I Did Not Watch The Tonys
I did not watch The Tonys, but I did watch Rachel Chavkin finally win her award.
I watched her stand on the stage, full page speech in hand, edits made even on the ride to the theatre — the black Sharpie of a director who appreciates a cut, who pushes for a rewrite, who patiently lives with a play for so many years. I watched her tie this beautiful musical — one written 13 years ago with rewrites and revisions keeping the pace every step of the way. “It reminds us that that is how power structures try to maintain control: by making you feel like you’re walking alone in the darkness, even when your partner is right there at your back.”

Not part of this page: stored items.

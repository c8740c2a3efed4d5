//! Normalized packet records produced by the packet index feed.

/// One video packet as reported by the probing tool.
///
/// Offsets are relative to the bytes the tool was fed: for fragmented
/// streams that is the initialization segment followed by the payload
/// segment.
#[derive(Debug, Clone, PartialEq)]
pub struct PacketRecord {
    /// Presentation timestamp in seconds, if the tool reported one.
    pub pts_secs: Option<f64>,
    /// Decode timestamp in seconds, if the tool reported one.
    pub dts_secs: Option<f64>,
    /// Packet duration in seconds (zero when unknown).
    pub duration_secs: f64,
    /// Packet size in bytes.
    pub size: u64,
    /// Byte offset of the packet within the probed stream.
    pub offset: u64,
    /// Whether the packet starts a keyframe.
    pub keyframe: bool,
}

impl PacketRecord {
    /// Build a record with only the fields the segmenter cares about.
    pub fn new(offset: u64, size: u64, duration_secs: f64, keyframe: bool) -> Self {
        Self {
            pts_secs: None,
            dts_secs: None,
            duration_secs,
            size,
            offset,
            keyframe,
        }
    }
}
//! Shared fixtures for integration tests.
#![allow(dead_code)]

use std::fs;
use std::path::{Path, PathBuf};

/// Sample WebVTT with a header line, a note and four one-second cues.
pub const SAMPLE_VTT: &str = "WEBVTT\n\
X-TIMESTAMP-MAP=MPEGTS:900000,LOCAL:00:00:00.000\n\
\n\
NOTE test captions\n\
\n\
00:00.000 --> 00:01.000\n\
One\n\
\n\
00:01.000 --> 00:02.000\n\
Two\n\
\n\
00:02.000 --> 00:03.000\n\
Three\n\
\n\
00:03.000 --> 00:04.000\n\
Four\n";

/// ffprobe-style packet JSON for one segment.
///
/// Each packet is `(pos, size, duration, keyframe)`.
pub fn packets_json(packets: &[(u64, u64, f64, bool)]) -> String {
    let items: Vec<String> = packets
        .iter()
        .map(|(pos, size, duration, key)| {
            format!(
                r#"{{"pos":"{pos}","size":"{size}","duration_time":"{duration:.6}","flags":"{}"}}"#,
                if *key { "K_" } else { "__" }
            )
        })
        .collect();
    format!(r#"{{"packets":[{}]}}"#, items.join(","))
}

/// Write an executable stand-in for ffprobe that prints the contents of
/// the file named by its last argument.
///
/// Segment files in these fixtures hold the packet JSON the real tool
/// would report for them.
#[cfg(unix)]
pub fn fake_ffprobe(dir: &Path) -> PathBuf {
    use std::os::unix::fs::PermissionsExt;

    let script = dir.join("fake-ffprobe");
    fs::write(
        &script,
        "#!/bin/sh\nfor last; do :; done\nexec cat \"$last\"\n",
    )
    .unwrap();
    fs::set_permissions(&script, fs::Permissions::from_mode(0o755)).unwrap();
    script
}

/// Write a chunklist of 6-second segments into `dir`.
pub fn write_chunklist(dir: &Path, segments: &[(&str, String)]) -> PathBuf {
    fs::create_dir_all(dir).unwrap();
    let mut text = String::from("#EXTM3U\n#EXT-X-VERSION:3\n#EXT-X-TARGETDURATION:6\n");
    text.push_str("#EXT-X-MEDIA-SEQUENCE:0\n#EXT-X-PLAYLIST-TYPE:VOD\n");
    for (uri, contents) in segments {
        text.push_str(&format!("#EXTINF:6.000000,\n{uri}\n"));
        fs::write(dir.join(uri), contents).unwrap();
    }
    text.push_str("#EXT-X-ENDLIST\n");

    let path = dir.join("index.m3u8");
    fs::write(&path, text).unwrap();
    path
}

/// One 6-second GOP: a keyframe followed by a non-key packet.
pub fn one_gop() -> String {
    packets_json(&[(0, 100, 3.0, true), (188, 100, 3.0, false)])
}

/// A segment whose packets carry no keyframe.
pub fn no_gop() -> String {
    packets_json(&[(0, 100, 3.0, false), (188, 100, 3.0, false)])
}

/// Build a master with `low` (two good segments), `high` (one good, one
/// keyless) and `broken` (a segment that does not exist) variants.
pub fn write_ladder(root: &Path) -> PathBuf {
    write_chunklist(
        &root.join("low"),
        &[("seg0.ts", one_gop()), ("seg1.ts", one_gop())],
    );
    write_chunklist(
        &root.join("high"),
        &[("seg0.ts", one_gop()), ("seg1.ts", no_gop())],
    );
    let broken = write_chunklist(&root.join("broken"), &[("seg0.ts", one_gop())]);
    fs::remove_file(broken.with_file_name("seg0.ts")).unwrap();

    let master = root.join("master.m3u8");
    fs::write(
        &master,
        "#EXTM3U\n\
         #EXT-X-STREAM-INF:BANDWIDTH=800000\n\
         low/index.m3u8\n\
         #EXT-X-STREAM-INF:BANDWIDTH=1600000\n\
         high/index.m3u8\n\
         #EXT-X-STREAM-INF:BANDWIDTH=3000000\n\
         broken/index.m3u8\n",
    )
    .unwrap();
    master
}
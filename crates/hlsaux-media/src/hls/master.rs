//! Announcing I-frame playlists in a master playlist.

const IFRAME_STREAM_INF: &str = "#EXT-X-I-FRAME-STREAM-INF:";

/// Append `#EXT-X-I-FRAME-STREAM-INF` lines to master playlist text.
///
/// `streams` holds `(uri, line)` pairs. Existing I-frame stream lines that
/// point at one of those URIs are dropped first, so rewriting a master
/// with the same streams again yields the same text. Everything else is
/// kept verbatim.
pub fn rewrite_master(master: &str, streams: &[(String, String)]) -> String {
    let mut out = String::with_capacity(master.len() + streams.len() * 96);

    for line in master.lines() {
        let replaced = iframe_uri(line)
            .map(|uri| streams.iter().any(|(u, _)| u == uri))
            .unwrap_or(false);
        if !replaced {
            out.push_str(line);
            out.push('\n');
        }
    }

    for (_, line) in streams {
        out.push_str(line);
        out.push('\n');
    }

    out
}

/// The `URI` attribute of an I-frame stream line.
fn iframe_uri(line: &str) -> Option<&str> {
    let attrs = line.trim_end().strip_prefix(IFRAME_STREAM_INF)?;
    let start = attrs.find("URI=\"")? + 5;
    let len = attrs[start..].find('"')?;
    Some(&attrs[start..start + len])
}
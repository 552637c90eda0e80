use gtpgen::error::Result;
use gtpgen::sink::PcapSink;
mod cmd;

use std::process;

use clap::Parser;

/// The entry point of the application.
///
/// Every error is fatal: it is logged and the process exits with a non-zero code.
fn main() {
    env_logger::Builder::from_env(env_logger::Env::default().default_filter_or("info")).init();
    let args = cmd::Args::parse();

    if let Err(e) = run(args) {
        log::error!("{e}");
        process::exit(1);
    }
}

fn run(args: cmd::Args) -> Result<()> {
    let config = args.resolve()?;
    log::info!(
        "{} packets on {}: {}:{} -> {}:{}{}, payload {} bytes",
        config.count,
        config.device,
        config.src_ip,
        config.src_port,
        config.dst_ip,
        config.dst_port,
        config
            .teid
            .as_ref()
            .map(|teid| format!(", GTP-U teid {teid}"))
            .unwrap_or_default(),
        config.payload_len
    );
    log::debug!("Configuration: {:?}", config);
    // parse everything before touching the device
    let mut session = config.build_session()?;
    let mut sink = PcapSink::open(&config.device)?;
    session.run(&mut sink)?;
    Ok(())
}
use gtpgen::config::Config;
use gtpgen::error::Result;
use gtpgen::structs::RangeKind;

use clap::Parser;

/// Flags left unset keep the value from the configuration file, or the default.
#[derive(Debug, Parser, Clone)]
#[command(author, version, about, long_about = None)]
pub struct Args {
    #[arg(short, long, help = "TOML configuration file")]
    pub config: Option<String>,
    #[arg(long, help = "Device to inject packets on [default: lo]")]
    pub device: Option<String>,
    #[arg(short = 'n', long, help = "Number of packets to send [default: 1]")]
    pub count: Option<u64>,
    #[arg(long, help = "Source MAC address [default: 02:00:00:00:00:01]")]
    pub smac: Option<String>,
    #[arg(long, help = "Destination MAC address [default: 06:00:00:00:00:01]")]
    pub dmac: Option<String>,
    #[arg(
        long,
        help = "Source IPv4 address, each octet may be a range such as \"10.0.1-3.11\" [default: 127.0.0.2]"
    )]
    pub sip: Option<String>,
    #[arg(long, help = "Destination IPv4 address or range [default: 10.0.1.11]")]
    pub dip: Option<String>,
    #[arg(long, help = "Source UDP port or range such as \"11-13\" [default: 9999]")]
    pub sport: Option<String>,
    #[arg(long, help = "Destination UDP port or range [default: 2152]")]
    pub dport: Option<String>,
    #[arg(long, help = "TEID or TEID range; enables GTP-U encapsulation")]
    pub teid: Option<String>,
    #[arg(
        long,
        value_delimiter = ',',
        help = "Nesting order of the ranges, outermost first [default: sip,dip,sport,dport,teid]"
    )]
    pub order: Option<Vec<RangeKind>>,
    #[arg(long, help = "Payload size in bytes [default: 32]")]
    pub payload_len: Option<usize>,
    #[arg(
        long,
        default_value_t = false,
        overrides_with = "no_checksums",
        help = "Compute the IPv4 and UDP checksums"
    )]
    pub checksums: bool,
    #[arg(
        long,
        default_value_t = false,
        overrides_with = "checksums",
        help = "Leave the checksums at zero [default]"
    )]
    pub no_checksums: bool,
    #[arg(
        long,
        default_value_t = false,
        overrides_with = "no_fix_lengths",
        help = "Recompute the length fields of every packet [default]"
    )]
    pub fix_lengths: bool,
    #[arg(
        long,
        default_value_t = false,
        overrides_with = "fix_lengths",
        help = "Write the length fields as configured instead of recomputing them"
    )]
    pub no_fix_lengths: bool,
    #[arg(
        long,
        help = "Pause after each packet, in nanoseconds [default: 1000 on lo, 0 otherwise]"
    )]
    pub pace_ns: Option<u64>,
}

impl Args {
    /// Defaults, overridden by the configuration file, overridden by the flags actually given.
    pub fn resolve(self) -> Result<Config> {
        let mut config = match &self.config {
            Some(path) => Config::from_file(path)?,
            None => Config::default(),
        };
        if let Some(device) = self.device {
            config.device = device;
        }
        if let Some(count) = self.count {
            config.count = count;
        }
        if let Some(smac) = self.smac {
            config.src_mac = smac;
        }
        if let Some(dmac) = self.dmac {
            config.dst_mac = dmac;
        }
        if let Some(sip) = self.sip {
            config.src_ip = sip;
        }
        if let Some(dip) = self.dip {
            config.dst_ip = dip;
        }
        if let Some(sport) = self.sport {
            config.src_port = sport;
        }
        if let Some(dport) = self.dport {
            config.dst_port = dport;
        }
        if self.teid.is_some() {
            config.teid = self.teid;
        }
        if let Some(order) = self.order {
            config.order = order;
        }
        if let Some(payload_len) = self.payload_len {
            config.payload_len = payload_len;
        }
        if self.checksums {
            config.compute_checksums = true;
        }
        if self.no_checksums {
            config.compute_checksums = false;
        }
        if self.fix_lengths {
            config.fix_lengths = true;
        }
        if self.no_fix_lengths {
            config.fix_lengths = false;
        }
        if self.pace_ns.is_some() {
            config.pace_ns = self.pace_ns;
        }
        Ok(config)
    }
}
use crate::error::{Error, Result};

use pcap::{Active, Capture};

const SNAPSHOT_LEN: i32 = 1024;
const READ_TIMEOUT_MS: i32 = 30_000;

/// Where finished frames go
pub trait PacketSink {
    /// Delivers one frame. Any error is fatal to the transmission.
    fn send(&mut self, frame: &[u8]) -> Result<()>;

    /// A short name for logs
    fn name(&self) -> &str;
}

/// Injects frames on a live device through libpcap. The handle is closed when the sink is
/// dropped, whatever the exit path.
pub struct PcapSink {
    device: String,
    capture: Capture<Active>,
}

impl PcapSink {
    pub fn open(device: &str) -> Result<Self> {
        let capture = Capture::from_device(device)
            .and_then(|c| {
                c.snaplen(SNAPSHOT_LEN)
                    .promisc(false)
                    .timeout(READ_TIMEOUT_MS)
                    .open()
            })
            .map_err(|source| Error::DeviceOpen {
                device: device.to_string(),
                source,
            })?;
        log::info!("Device {device} opened");
        Ok(PcapSink {
            device: device.to_string(),
            capture,
        })
    }
}

impl PacketSink for PcapSink {
    fn send(&mut self, frame: &[u8]) -> Result<()> {
        self.capture.sendpacket(frame).map_err(|e| Error::Send {
            device: self.device.clone(),
            reason: e.to_string(),
        })
    }

    fn name(&self) -> &str {
        &self.device
    }
}

impl Drop for PcapSink {
    fn drop(&mut self) {
        log::debug!("Device {} closed", self.device);
    }
}

/// Keeps every frame in memory
#[cfg(test)]
#[derive(Debug, Default)]
pub struct MemorySink {
    pub frames: Vec<Vec<u8>>,
    /// Fail on the send with this index (0-based)
    pub fail_at: Option<usize>,
}

#[cfg(test)]
impl PacketSink for MemorySink {
    fn send(&mut self, frame: &[u8]) -> Result<()> {
        if self.fail_at == Some(self.frames.len()) {
            return Err(Error::Send {
                device: "memory".to_string(),
                reason: "injected failure".to_string(),
            });
        }
        self.frames.push(frame.to_vec());
        Ok(())
    }

    fn name(&self) -> &str {
        "memory"
    }
}
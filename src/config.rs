use crate::compose::{ComposeOptions, PacketComposer};
use crate::error::{Error, Result};
use crate::gtp::GtpuHeader;
use crate::range::{parse_address_range, parse_port_range, parse_teid_range};
use crate::session::{Dimension, TransmissionSession};
use crate::structs::{
    PacketTemplate, RangeKind, IPV4_HEADER_SIZE, IPV4_MAX_TOTAL_LENGTH, UDP_HEADER_SIZE,
};

use pnet::util::MacAddr;
use serde::{Deserialize, Deserializer};
use std::fs;
use std::time::Duration;

const LOOPBACK_DEVICE: &str = "lo";
const LOOPBACK_PACE: Duration = Duration::from_nanos(1000);

/// Everything needed to start a transmission. Built from the defaults, then a TOML file, then
/// the command line, each one overriding the previous.
///
/// ```toml
/// device = "eth1"
/// count = 1000
/// src_ip = "10.0.0.1-10"
/// dst_port = 2152
/// teid = "400-403"
/// order = ["teid", "sip"]
/// ```
#[derive(Deserialize, Debug, Clone, PartialEq, Eq)]
#[serde(default, deny_unknown_fields)]
pub struct Config {
    pub device: String,
    pub count: u64,
    pub src_mac: String,
    pub dst_mac: String,
    #[serde(deserialize_with = "range_expr")]
    pub src_ip: String,
    #[serde(deserialize_with = "range_expr")]
    pub dst_ip: String,
    #[serde(deserialize_with = "range_expr")]
    pub src_port: String,
    #[serde(deserialize_with = "range_expr")]
    pub dst_port: String,
    #[serde(deserialize_with = "opt_range_expr")]
    pub teid: Option<String>,
    pub order: Vec<RangeKind>,
    pub payload_len: usize,
    pub compute_checksums: bool,
    pub fix_lengths: bool,
    pub pace_ns: Option<u64>,
    pub gtp_message_type: u8,
    pub gtp_sequence: u16,
}

impl Default for Config {
    fn default() -> Self {
        let gtpu = GtpuHeader::default();
        Config {
            device: LOOPBACK_DEVICE.to_string(),
            count: 1,
            src_mac: "02:00:00:00:00:01".to_string(),
            dst_mac: "06:00:00:00:00:01".to_string(),
            src_ip: "127.0.0.2".to_string(),
            dst_ip: "10.0.1.11".to_string(),
            src_port: "9999".to_string(),
            dst_port: crate::gtp::GTPU_PORT.to_string(),
            teid: None,
            order: RangeKind::DEFAULT_ORDER.to_vec(),
            payload_len: 32,
            compute_checksums: false,
            fix_lengths: true,
            pace_ns: None,
            gtp_message_type: gtpu.message_type,
            gtp_sequence: gtpu.sequence_number,
        }
    }
}

// ranges may be written as plain TOML integers
#[derive(Deserialize)]
#[serde(untagged)]
enum RangeExpr {
    Number(u64),
    Text(String),
}

impl From<RangeExpr> for String {
    fn from(e: RangeExpr) -> String {
        match e {
            RangeExpr::Number(n) => n.to_string(),
            RangeExpr::Text(s) => s,
        }
    }
}

fn range_expr<'de, D: Deserializer<'de>>(d: D) -> std::result::Result<String, D::Error> {
    RangeExpr::deserialize(d).map(String::from)
}

fn opt_range_expr<'de, D: Deserializer<'de>>(
    d: D,
) -> std::result::Result<Option<String>, D::Error> {
    Option::<RangeExpr>::deserialize(d).map(|e| e.map(String::from))
}

fn parse_mac(input: &str) -> Result<MacAddr> {
    input.parse().map_err(|_| Error::MacFormat {
        input: input.to_string(),
    })
}

impl Config {
    pub fn from_toml(config: &str, path: &str) -> Result<Self> {
        toml::from_str(config).map_err(|e| Error::Config {
            path: path.to_string(),
            reason: e.message().to_string(),
        })
    }

    pub fn from_file(path: &str) -> Result<Self> {
        let config_str = fs::read_to_string(path).map_err(|e| Error::Config {
            path: path.to_string(),
            reason: e.to_string(),
        })?;
        Config::from_toml(&config_str, path)
    }

    /// Delay after each send. Loopback drops frames sent back to back, so it gets a short
    /// pause unless one is configured explicitly.
    pub fn pace(&self) -> Duration {
        match self.pace_ns {
            Some(ns) => Duration::from_nanos(ns),
            None if self.device == LOOPBACK_DEVICE => LOOPBACK_PACE,
            None => Duration::ZERO,
        }
    }

    /// Nesting order, outermost first. Kinds missing from the configured order are nested
    /// inside it, in the default order.
    pub fn resolved_order(&self) -> Result<Vec<RangeKind>> {
        let mut order: Vec<RangeKind> = Vec::with_capacity(RangeKind::DEFAULT_ORDER.len());
        for kind in self.order.iter() {
            if order.contains(kind) {
                return Err(Error::Order(format!("{kind} appears more than once")));
            }
            order.push(*kind);
        }
        for kind in RangeKind::DEFAULT_ORDER {
            if !order.contains(&kind) {
                order.push(kind);
            }
        }
        Ok(order)
    }

    pub fn compose_options(&self) -> ComposeOptions {
        ComposeOptions {
            fix_lengths: self.fix_lengths,
            compute_checksums: self.compute_checksums,
        }
    }

    /// Parses every address, port and TEID expression and sets up the session. Nothing is
    /// built if any of them is malformed.
    pub fn build_session(&self) -> Result<TransmissionSession> {
        let src_mac = parse_mac(&self.src_mac)?;
        let dst_mac = parse_mac(&self.dst_mac)?;
        let src_ip = parse_address_range(&self.src_ip)?;
        let dst_ip = parse_address_range(&self.dst_ip)?;
        let src_port = parse_port_range(&self.src_port)?;
        let dst_port = parse_port_range(&self.dst_port)?;
        let teid = self.teid.as_deref().map(parse_teid_range).transpose()?;
        let order = self.resolved_order()?;

        let gtpu = teid.map(|_| GtpuHeader {
            message_type: self.gtp_message_type,
            sequence_number: self.gtp_sequence,
            ..Default::default()
        });
        // checked before the payload is allocated
        let headers_len =
            IPV4_HEADER_SIZE + UDP_HEADER_SIZE + gtpu.as_ref().map_or(0, GtpuHeader::header_len);
        match headers_len.checked_add(self.payload_len) {
            Some(total) if total <= IPV4_MAX_TOTAL_LENGTH => (),
            _ => {
                return Err(Error::Serialize {
                    reason: format!(
                        "a payload of {} bytes exceeds the IPv4 total length limit of {IPV4_MAX_TOTAL_LENGTH}",
                        self.payload_len
                    ),
                })
            }
        }

        let mut template = PacketTemplate::new(src_mac, dst_mac, self.payload_len);
        if let Some(header) = gtpu {
            template = template.with_gtpu(header);
        }

        let mut dimensions = Vec::with_capacity(order.len());
        for kind in order {
            match kind {
                RangeKind::Sip => dimensions.push(Dimension::src_address(src_ip.clone())),
                RangeKind::Dip => dimensions.push(Dimension::dst_address(dst_ip.clone())),
                RangeKind::Sport => dimensions.push(Dimension::src_port(src_port)),
                RangeKind::Dport => dimensions.push(Dimension::dst_port(dst_port)),
                RangeKind::Teid => {
                    if let Some(teid) = teid {
                        dimensions.push(Dimension::teid(teid));
                    }
                }
            }
        }

        Ok(TransmissionSession::new(
            template,
            PacketComposer::new(self.compose_options()),
            dimensions,
            self.count,
            self.pace(),
        ))
    }
}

I watched her lament the fact that she was the only woman directing a musical on Broadway that season. I watched her correct those who continue to call this atrocity “a pipeline problem.” “There are so many women who are ready to go. There are so many artists of color who are ready to go.” I watched Anaïs Mitchell, Hadestown’s incredibly imaginative writer, composer, lyricist, win her own Tony Award, making her only the third woman in history to win the Tony for best score. I watched Rachel Chavkin and Anaïs Mitchell win as a team for best musical. They are the first female director-writer team to win a Tony. The first.
I didn’t watch The Tonys, but I did learn from André De Shields as I watched him collect his award.
I watched him kiss his hometown hello, shouting to Baltimore as he took his time. I watched him be proud of where he comes from. I watched his home be proud of him in return. I watched him share with the audience, with me, with everyone who’s come in contact with his speech in the 12 hours since, his three cardinal rules.
Surround yourself with people whose eyes light up when they see you coming.
Slowly is the fastest way to get to where you want to be.
The top of one mountain is the bottom of the next. So keep climbing.
I did not watch The Tonys, but I did watch Terrell Alvin McCraney talk about Choir Boy, a play I saw at The Studio Theatre in 2015, mere months before I moved to Seattle. I did not watch The Tonys, but I did watch my best friend text me that our time is coming, that we’ll be on that stage in the next decade. As McCraney finished speaking, my husband said, “I hope you get to do that one day.”
I did not watch The Tonys, but I did lay in bed next to my husband as I played “Hey, Little Songbird” on Spotify.
I am both Orpheus and Eurydice in this moment: poetic and penniless, looking for another way to live, another way to create, another way to start and restart my life. I’m Hades too, tempting myself to simpler ways. Tricking myself into thinking I could happy without, warning myself not to look back. My husband asked me if I was crying. No. This ear infection I have makes me look like my face is under attack. Turn it up. Turn it up.
I did not watch The Tonys, but I did watch Pass Over by Antionette Nwandu.
I don’t know if this is truly ironic; I’ve never been so great at identifying those truths. But as the Tony winners were being announced, I was at ACT Theatre watching Pass Over by Antionette Nwandu. I watched two young black men take up space on that stage. I watched them be louder than any Tonys broadcast could ever be. I sat in the theatre and then had to keep sitting, because I felt unworthy of this play, of the way it echoed our world. Someone died on that stage last night. And for once, I was grateful for the talkback. I needed to collect myself.
I did not watch The Tonys, but I watched myself wake up.
I watched my friend’s two-year-old play; I watched her say “no.” I watched antibiotics flow through my system; I watched the pressure of my ear drums build up and up and up. I watched myself write these words. I watched the final episode of Fixer Upper. I watched myself take photos of articles I’ve written. I watched myself refresh my email again and again and again. I watched myself eat, do laundry, check things off my calendar, prepare for the class I’m teaching tonight. I watched the work.
I may never be on that stage. It’s not a goal, mainly because it’s entirely outside my control. But every year, it’s an event. Whether I watch or not.